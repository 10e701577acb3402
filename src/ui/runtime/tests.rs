use std::sync::Arc;

use ratatui::{Terminal, backend::TestBackend};
use searchviz_steps::{Algorithm, RunOutcome, Snapshot};

use crate::dataset::{DatasetGenerator, DatasetOptions};
use crate::ui::App;
use crate::worker::RunEvent;

const SCENARIO: [i64; 6] = [2, 5, 8, 12, 19, 25];

fn scenario_app() -> App {
    let options = DatasetOptions {
        values: Some(SCENARIO.to_vec()),
        ..DatasetOptions::default()
    };
    let mut app = App::new(DatasetGenerator::new(options).expect("valid dataset"));
    app.generate_data();
    app
}

fn binary_steps() -> Vec<Snapshot<i64>> {
    Algorithm::Binary
        .steps(Arc::<[i64]>::from(SCENARIO), 12)
        .collect::<Result<Vec<_>, _>>()
        .expect("integers always compare")
}

fn render(app: &mut App, width: u16, height: u16) -> String {
    let mut terminal = Terminal::new(TestBackend::new(width, height)).unwrap();
    terminal.draw(|frame| app.draw(frame)).unwrap();
    terminal.backend().to_string()
}

#[test]
fn empty_canvas_prompts_for_data() {
    let options = DatasetOptions::default();
    let mut app = App::new(DatasetGenerator::new(options).expect("valid dataset"));
    let view = render(&mut app, 100, 20);
    assert!(view.contains("No data. Press g to generate a dataset"));
    assert!(view.contains("Algorithm: Linear Search"));
    assert!(view.contains("Delay: 0.5s"));
}

#[test]
fn probe_snapshot_is_described_in_the_chart_title() {
    let mut app = scenario_app();
    app.set_algorithm(Algorithm::Binary);
    app.active = Some((Algorithm::Binary, 12));
    app.pending
        .push_back(RunEvent::Step(binary_steps()[0].clone()));
    app.pump_run_events();

    let view = render(&mut app, 120, 24);
    assert!(
        view.contains("Binary Search • step 1/≤3 • comparing index 2 (8) • range [0, 5]"),
        "unexpected view:\n{view}"
    );
    for value in SCENARIO {
        assert!(view.contains(&value.to_string()), "missing bar label {value}");
    }
}

#[test]
fn each_event_is_shown_for_its_own_frame() {
    let mut app = scenario_app();
    app.active = Some((Algorithm::Binary, 12));
    for snapshot in binary_steps() {
        app.pending.push_back(RunEvent::Step(snapshot));
    }
    app.pending
        .push_back(RunEvent::Finished(RunOutcome::Found { index: 3, steps: 4 }));

    let mut titles = Vec::new();
    while !app.pending.is_empty() {
        app.pump_run_events();
        titles.push(app.snapshot().map(Snapshot::step));
    }

    assert_eq!(titles, vec![Some(1), Some(2), Some(3), Some(4), Some(4)]);
    let view = render(&mut app, 120, 24);
    assert!(view.contains("found at index 3"));
    assert!(view.contains("Binary Search found 12 at index 3 after 4 steps"));
}

#[test]
fn log_pane_splits_the_screen() {
    let mut app = scenario_app();
    app.show_log = true;
    let view = render(&mut app, 120, 24);
    assert!(view.contains(" Log "));
    assert!(view.contains("Generated 6 values"));
}

#[test]
fn status_line_is_snapshotted() {
    let mut app = scenario_app();
    app.start_search();
    app.reset();
    insta::assert_snapshot!(app.status().message.as_str(), @"Visualizer has been reset!");
}

fn small_binary_app() -> (App, Vec<Snapshot<i64>>) {
    let options = DatasetOptions {
        values: Some(vec![1, 2, 3, 4]),
        ..DatasetOptions::default()
    };
    let mut app = App::new(DatasetGenerator::new(options).expect("valid dataset"));
    app.generate_data();
    app.set_algorithm(Algorithm::Binary);
    app.set_target(3);
    app.active = Some((Algorithm::Binary, 3));
    let steps = Algorithm::Binary
        .steps(Arc::<[i64]>::from(vec![1, 2, 3, 4]), 3)
        .collect::<Result<Vec<_>, _>>()
        .expect("integers always compare");
    (app, steps)
}

#[test]
fn comparison_frame_is_snapshotted() {
    let (mut app, steps) = small_binary_app();
    app.pending.push_back(RunEvent::Step(steps[0].clone()));
    app.pump_run_events();

    insta::assert_snapshot!(render(&mut app, 72, 11), @r#"
    " Algorithm: Binary Search  │  Delay: 0.5s  │  Target: 3▏                "
    " ┌ Binary Search • step 1/≤3 • comparing index 1 (2) • range [0, 3] ──┐ "
    " │                                                   ████████████████ │ "
    " │                                  ████████████████ ████████████████ │ "
    " │                 ████████████████ ████████████████ ████████████████ │ "
    " │███████1████████ ███████2████████ ███████3████████ ███████4████████ │ "
    " │       0                1                2                3         │ "
    " └────────────────────────────────────────────────────────────────────┘ "
    " ■ comparing   ■ in range   ■ eliminated   ■ found   ■ not found        "
    " Generated 4 values                                                     "
    " g generate  enter start  c cancel  r reset  tab algorithm  ←/→ delay   "
    "#);
}

#[test]
fn finished_frame_is_snapshotted() {
    let (mut app, steps) = small_binary_app();
    for snapshot in steps {
        app.pending.push_back(RunEvent::Step(snapshot));
    }
    app.pending
        .push_back(RunEvent::Finished(RunOutcome::Found { index: 2, steps: 3 }));
    while !app.pending.is_empty() {
        app.pump_run_events();
    }

    insta::assert_snapshot!(render(&mut app, 72, 11), @r#"
    " Algorithm: Binary Search  │  Delay: 0.5s  │  Target: 3▏                "
    " ┌ Binary Search • found at index 2 • 3 steps ────────────────────────┐ "
    " │                                                   ████████████████ │ "
    " │                                  ████████████████ ████████████████ │ "
    " │                 ████████████████ ████████████████ ████████████████ │ "
    " │███████1████████ ███████2████████ ███████3████████ ███████4████████ │ "
    " │       0                1                2                3         │ "
    " └────────────────────────────────────────────────────────────────────┘ "
    " ■ comparing   ■ in range   ■ eliminated   ■ found   ■ not found        "
    " Binary Search found 3 at index 2 after 3 steps                         "
    " g generate  enter start  c cancel  r reset  tab algorithm  ←/→ delay   "
    "#);
}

Work instructions> Nothing in the records may change; write them out again in full.

Exercise solution>
repository 10e701577acb3402
filename src/ui/runtime/tests.rs
use std::sync::Arc;

use ratatui::{Terminal, backend::TestBackend};
use searchviz_steps::{Algorithm, RunOutcome, Snapshot};

use crate::dataset::{DatasetGenerator, DatasetOptions};
use crate::ui::App;
use crate::worker::RunEvent;

const SCENARIO: [i64; 6] = [2, 5, 8, 12, 19, 25];

fn scenario_app() -> App {
    let options = DatasetOptions {
        values: Some(SCENARIO.to_vec()),
        ..DatasetOptions::default()
    };
    let mut app = App::new(DatasetGenerator::new(options).expect("valid dataset"));
    app.generate_data();
    app
}

fn binary_steps() -> Vec<Snapshot<i64>> {
    Algorithm::Binary
        .steps(Arc::<[i64]>::from(SCENARIO), 12)
        .collect::<Result<Vec<_>, _>>()
        .expect("integers always compare")
}

fn render(app: &mut App, width: u16, height: u16) -> String {
    let mut terminal = Terminal::new(TestBackend::new(width, height)).unwrap();
    terminal.draw(|frame| app.draw(frame)).unwrap();
    terminal.backend().to_string()
}

#[test]
fn empty_canvas_prompts_for_data() {
    let options = DatasetOptions::default();
    let mut app = App::new(DatasetGenerator::new(options).expect("valid dataset"));
    let view = render(&mut app, 100, 20);
    assert!(view.contains("No data. Press g to generate a dataset"));
    assert!(view.contains("Algorithm: Linear Search"));
    assert!(view.contains("Delay: 0.5s"));
}

#[test]
fn probe_snapshot_is_described_in_the_chart_title() {
    let mut app = scenario_app();
    app.set_algorithm(Algorithm::Binary);
    app.active = Some((Algorithm::Binary, 12));
    app.pending
        .push_back(RunEvent::Step(binary_steps()[0].clone()));
    app.pump_run_events();

    let view = render(&mut app, 120, 24);
    assert!(
        view.contains("Binary Search • step 1/≤3 • comparing index 2 (8) • range [0, 5]"),
        "unexpected view:\n{view}"
    );
    for value in SCENARIO {
        assert!(view.contains(&value.to_string()), "missing bar label {value}");
    }
}

#[test]
fn each_event_is_shown_for_its_own_frame() {
    let mut app = scenario_app();
    app.active = Some((Algorithm::Binary, 12));
    for snapshot in binary_steps() {
        app.pending.push_back(RunEvent::Step(snapshot));
    }
    app.pending
        .push_back(RunEvent::Finished(RunOutcome::Found { index: 3, steps: 4 }));

    let mut titles = Vec::new();
    while !app.pending.is_empty() {
        app.pump_run_events();
        titles.push(app.snapshot().map(Snapshot::step));
    }

    assert_eq!(titles, vec![Some(1), Some(2), Some(3), Some(4), Some(4)]);
    let view = render(&mut app, 120, 24);
    assert!(view.contains("found at index 3"));
    assert!(view.contains("Binary Search found 12 at index 3 after 4 steps"));
}

#[test]
fn log_pane_splits_the_screen() {
    let mut app = scenario_app();
    app.show_log = true;
    let view = render(&mut app, 120, 24);
    assert!(view.contains(" Log "));
    assert!(view.contains("Generated 6 values"));
}

#[test]
fn status_line_is_snapshotted() {
    let mut app = scenario_app();
    app.start_search();
    app.reset();
    insta::assert_snapshot!(app.status().message.as_str(), @"Visualizer has been reset!");
}

fn small_binary_app() -> (App, Vec<Snapshot<i64>>) {
    let options = DatasetOptions {
        values: Some(vec![1, 2, 3, 4]),
        ..DatasetOptions::default()
    };
    let mut app = App::new(DatasetGenerator::new(options).expect("valid dataset"));
    app.generate_data();
    app.set_algorithm(Algorithm::Binary);
    app.set_target(3);
    app.active = Some((Algorithm::Binary, 3));
    let steps = Algorithm::Binary
        .steps(Arc::<[i64]>::from(vec![1, 2, 3, 4]), 3)
        .collect::<Result<Vec<_>, _>>()
        .expect("integers always compare");
    (app, steps)
}

#[test]
fn comparison_frame_is_snapshotted() {
    let (mut app, steps) = small_binary_app();
    app.pending.push_back(RunEvent::Step(steps[0].clone()));
    app.pump_run_events();

    insta::assert_snapshot!(render(&mut app, 72, 11), @r#"
    " Algorithm: Binary Search  │  Delay: 0.5s  │  Target: 3▏                "
    " ┌ Binary Search • step 1/≤3 • comparing index 1 (2) • range [0, 3] ──┐ "
    " │                                                   ████████████████ │ "
    " │                                  ████████████████ ████████████████ │ "
    " │                 ████████████████ ████████████████ ████████████████ │ "
    " │███████1████████ ███████2████████ ███████3████████ ███████4████████ │ "
    " │       0                1                2                3         │ "
    " └────────────────────────────────────────────────────────────────────┘ "
    " ■ comparing   ■ in range   ■ eliminated   ■ found   ■ not found        "
    " Generated 4 values                                                     "
    " g generate  enter start  c cancel  r reset  tab algorithm  ←/→ delay   "
    "#);
}

#[test]
fn finished_frame_is_snapshotted() {
    let (mut app, steps) = small_binary_app();
    for snapshot in steps {
        app.pending.push_back(RunEvent::Step(snapshot));
    }
    app.pending
        .push_back(RunEvent::Finished(RunOutcome::Found { index: 2, steps: 3 }));
    while !app.pending.is_empty() {
        app.pump_run_events();
    }

    insta::assert_snapshot!(render(&mut app, 72, 11), @r#"
    " Algorithm: Binary Search  │  Delay: 0.5s  │  Target: 3▏                "
    " ┌ Binary Search • found at index 2 • 3 steps ────────────────────────┐ "
    " │                                                   ████████████████ │ "
    " │                                  ████████████████ ████████████████ │ "
    " │                 ████████████████ ████████████████ ████████████████ │ "
    " │███████1████████ ███████2████████ ███████3████████ ███████4████████ │ "
    " │       0                1                2                3         │ "
    " └────────────────────────────────────────────────────────────────────┘ "
    " ■ comparing   ■ in range   ■ eliminated   ■ found   ■ not found        "
    " Binary Search found 3 at index 2 after 3 steps                         "
    " g generate  enter start  c cancel  r reset  tab algorithm  ←/→ delay   "
    "#);
}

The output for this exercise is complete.